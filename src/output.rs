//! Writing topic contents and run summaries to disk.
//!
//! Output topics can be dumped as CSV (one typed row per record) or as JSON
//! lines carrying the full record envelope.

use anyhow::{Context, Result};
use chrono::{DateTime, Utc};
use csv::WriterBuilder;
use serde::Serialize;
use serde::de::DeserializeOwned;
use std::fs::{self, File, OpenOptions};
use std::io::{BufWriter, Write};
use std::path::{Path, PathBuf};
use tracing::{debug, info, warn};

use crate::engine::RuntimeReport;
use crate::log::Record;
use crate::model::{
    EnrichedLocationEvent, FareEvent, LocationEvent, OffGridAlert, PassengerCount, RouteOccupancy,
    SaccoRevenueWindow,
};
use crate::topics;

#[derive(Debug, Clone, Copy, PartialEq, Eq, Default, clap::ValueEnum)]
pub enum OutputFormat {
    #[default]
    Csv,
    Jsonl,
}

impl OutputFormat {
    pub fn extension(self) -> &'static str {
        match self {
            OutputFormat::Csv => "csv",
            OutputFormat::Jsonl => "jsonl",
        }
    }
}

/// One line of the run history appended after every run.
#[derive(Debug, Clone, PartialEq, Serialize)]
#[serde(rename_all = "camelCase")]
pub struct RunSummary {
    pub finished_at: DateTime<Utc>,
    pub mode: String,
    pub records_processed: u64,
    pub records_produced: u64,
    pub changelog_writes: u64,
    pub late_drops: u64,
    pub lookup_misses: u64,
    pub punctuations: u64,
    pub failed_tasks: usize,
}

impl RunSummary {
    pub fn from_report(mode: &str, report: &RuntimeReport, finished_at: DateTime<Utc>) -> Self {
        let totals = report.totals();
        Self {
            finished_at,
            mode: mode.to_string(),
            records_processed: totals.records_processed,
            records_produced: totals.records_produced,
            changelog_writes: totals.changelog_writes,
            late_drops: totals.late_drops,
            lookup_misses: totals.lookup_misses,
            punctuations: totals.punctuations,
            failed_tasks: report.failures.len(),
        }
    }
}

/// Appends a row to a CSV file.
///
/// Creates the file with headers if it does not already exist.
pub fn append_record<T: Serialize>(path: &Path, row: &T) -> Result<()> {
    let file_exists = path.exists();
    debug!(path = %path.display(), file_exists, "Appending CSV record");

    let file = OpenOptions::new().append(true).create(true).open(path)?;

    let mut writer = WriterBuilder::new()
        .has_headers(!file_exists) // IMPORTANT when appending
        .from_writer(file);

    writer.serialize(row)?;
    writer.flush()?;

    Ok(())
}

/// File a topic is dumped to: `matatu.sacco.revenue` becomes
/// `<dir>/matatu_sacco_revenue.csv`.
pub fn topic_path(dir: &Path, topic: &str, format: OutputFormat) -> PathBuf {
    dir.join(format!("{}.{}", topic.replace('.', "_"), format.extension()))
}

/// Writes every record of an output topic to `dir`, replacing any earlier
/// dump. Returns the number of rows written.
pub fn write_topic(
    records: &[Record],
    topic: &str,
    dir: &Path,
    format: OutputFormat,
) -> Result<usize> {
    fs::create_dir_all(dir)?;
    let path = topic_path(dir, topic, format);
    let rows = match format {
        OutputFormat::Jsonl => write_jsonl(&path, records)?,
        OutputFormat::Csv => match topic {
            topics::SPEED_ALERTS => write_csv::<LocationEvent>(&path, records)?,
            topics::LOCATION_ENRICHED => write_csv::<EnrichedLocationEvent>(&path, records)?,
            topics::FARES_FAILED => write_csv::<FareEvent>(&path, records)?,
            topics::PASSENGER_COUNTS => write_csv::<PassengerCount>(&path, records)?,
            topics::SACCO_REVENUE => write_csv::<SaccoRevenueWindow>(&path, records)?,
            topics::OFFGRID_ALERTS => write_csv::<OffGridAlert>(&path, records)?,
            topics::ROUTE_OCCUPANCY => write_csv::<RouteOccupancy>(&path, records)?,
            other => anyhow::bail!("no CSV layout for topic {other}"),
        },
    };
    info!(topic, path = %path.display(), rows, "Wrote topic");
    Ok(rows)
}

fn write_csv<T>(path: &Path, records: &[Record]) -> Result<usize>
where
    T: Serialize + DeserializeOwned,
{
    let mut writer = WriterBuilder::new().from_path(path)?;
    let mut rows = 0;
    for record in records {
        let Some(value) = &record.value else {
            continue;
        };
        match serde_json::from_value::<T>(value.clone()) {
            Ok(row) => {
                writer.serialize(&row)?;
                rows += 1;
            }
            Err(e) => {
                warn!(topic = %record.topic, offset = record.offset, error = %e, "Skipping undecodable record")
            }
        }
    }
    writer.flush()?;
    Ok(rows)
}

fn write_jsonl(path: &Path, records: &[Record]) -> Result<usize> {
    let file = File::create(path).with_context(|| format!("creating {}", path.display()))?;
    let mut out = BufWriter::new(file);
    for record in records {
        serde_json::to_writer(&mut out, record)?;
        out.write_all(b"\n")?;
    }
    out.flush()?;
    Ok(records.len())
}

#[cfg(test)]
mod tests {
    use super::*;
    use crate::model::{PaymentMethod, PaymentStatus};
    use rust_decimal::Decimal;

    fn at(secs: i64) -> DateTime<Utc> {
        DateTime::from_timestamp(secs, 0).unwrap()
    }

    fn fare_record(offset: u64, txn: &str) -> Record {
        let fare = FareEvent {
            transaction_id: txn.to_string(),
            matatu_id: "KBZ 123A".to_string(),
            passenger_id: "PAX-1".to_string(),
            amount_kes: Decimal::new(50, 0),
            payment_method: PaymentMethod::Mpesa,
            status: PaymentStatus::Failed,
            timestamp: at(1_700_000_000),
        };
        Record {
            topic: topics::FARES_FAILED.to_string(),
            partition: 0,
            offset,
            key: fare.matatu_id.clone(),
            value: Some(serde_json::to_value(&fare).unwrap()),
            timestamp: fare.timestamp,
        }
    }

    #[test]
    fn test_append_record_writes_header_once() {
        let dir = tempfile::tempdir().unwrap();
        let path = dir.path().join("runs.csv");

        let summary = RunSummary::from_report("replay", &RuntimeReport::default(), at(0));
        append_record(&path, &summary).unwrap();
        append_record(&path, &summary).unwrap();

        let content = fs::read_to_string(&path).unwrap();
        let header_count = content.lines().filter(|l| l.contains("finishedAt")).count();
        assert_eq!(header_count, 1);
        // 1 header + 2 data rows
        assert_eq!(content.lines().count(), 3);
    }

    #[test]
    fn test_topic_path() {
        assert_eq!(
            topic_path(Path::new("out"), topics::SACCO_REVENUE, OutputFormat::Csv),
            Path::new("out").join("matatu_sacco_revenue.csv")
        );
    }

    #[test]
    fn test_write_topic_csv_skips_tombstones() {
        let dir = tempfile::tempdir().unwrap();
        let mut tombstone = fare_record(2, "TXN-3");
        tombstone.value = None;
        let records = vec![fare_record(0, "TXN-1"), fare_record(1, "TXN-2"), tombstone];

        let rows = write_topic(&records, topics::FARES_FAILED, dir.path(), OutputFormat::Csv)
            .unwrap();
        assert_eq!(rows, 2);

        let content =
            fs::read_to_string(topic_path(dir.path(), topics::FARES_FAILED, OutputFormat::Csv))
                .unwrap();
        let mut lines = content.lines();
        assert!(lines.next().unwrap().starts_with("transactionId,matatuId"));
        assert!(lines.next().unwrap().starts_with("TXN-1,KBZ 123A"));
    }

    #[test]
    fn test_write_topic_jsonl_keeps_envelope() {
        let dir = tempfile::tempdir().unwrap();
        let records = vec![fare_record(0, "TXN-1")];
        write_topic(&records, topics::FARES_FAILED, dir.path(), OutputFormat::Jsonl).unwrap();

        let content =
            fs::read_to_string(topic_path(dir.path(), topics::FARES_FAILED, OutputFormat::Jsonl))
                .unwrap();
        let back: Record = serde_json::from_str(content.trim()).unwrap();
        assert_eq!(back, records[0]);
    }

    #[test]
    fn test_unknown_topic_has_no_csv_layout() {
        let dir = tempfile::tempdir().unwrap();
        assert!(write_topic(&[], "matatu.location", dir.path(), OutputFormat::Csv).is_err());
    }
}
════════
*ASSIGNED TASK*. An exact transcription of the lines from the start of the listing through the line bearing "pub fn extension(self)" is the whole answer.

*YOUR RESPONSE*.
filename src/output.rs
//! Writing topic contents and run summaries to disk.
//!
//! Output topics can be dumped as CSV (one typed row per record) or as JSON
//! lines carrying the full record envelope.

use anyhow::{Context, Result};
use chrono::{DateTime, Utc};
use csv::WriterBuilder;
use serde::Serialize;
use serde::de::DeserializeOwned;
use std::fs::{self, File, OpenOptions};
use std::io::{BufWriter, Write};
use std::path::{Path, PathBuf};
use tracing::{debug, info, warn};

use crate::engine::RuntimeReport;
use crate::log::Record;
use crate::model::{
    EnrichedLocationEvent, FareEvent, LocationEvent, OffGridAlert, PassengerCount, RouteOccupancy,
    SaccoRevenueWindow,
};
use crate::topics;

#[derive(Debug, Clone, Copy, PartialEq, Eq, Default, clap::ValueEnum)]
pub enum OutputFormat {
    #[default]
    Csv,
    Jsonl,
}

impl OutputFormat {
    pub fn extension(self) -> &'static str {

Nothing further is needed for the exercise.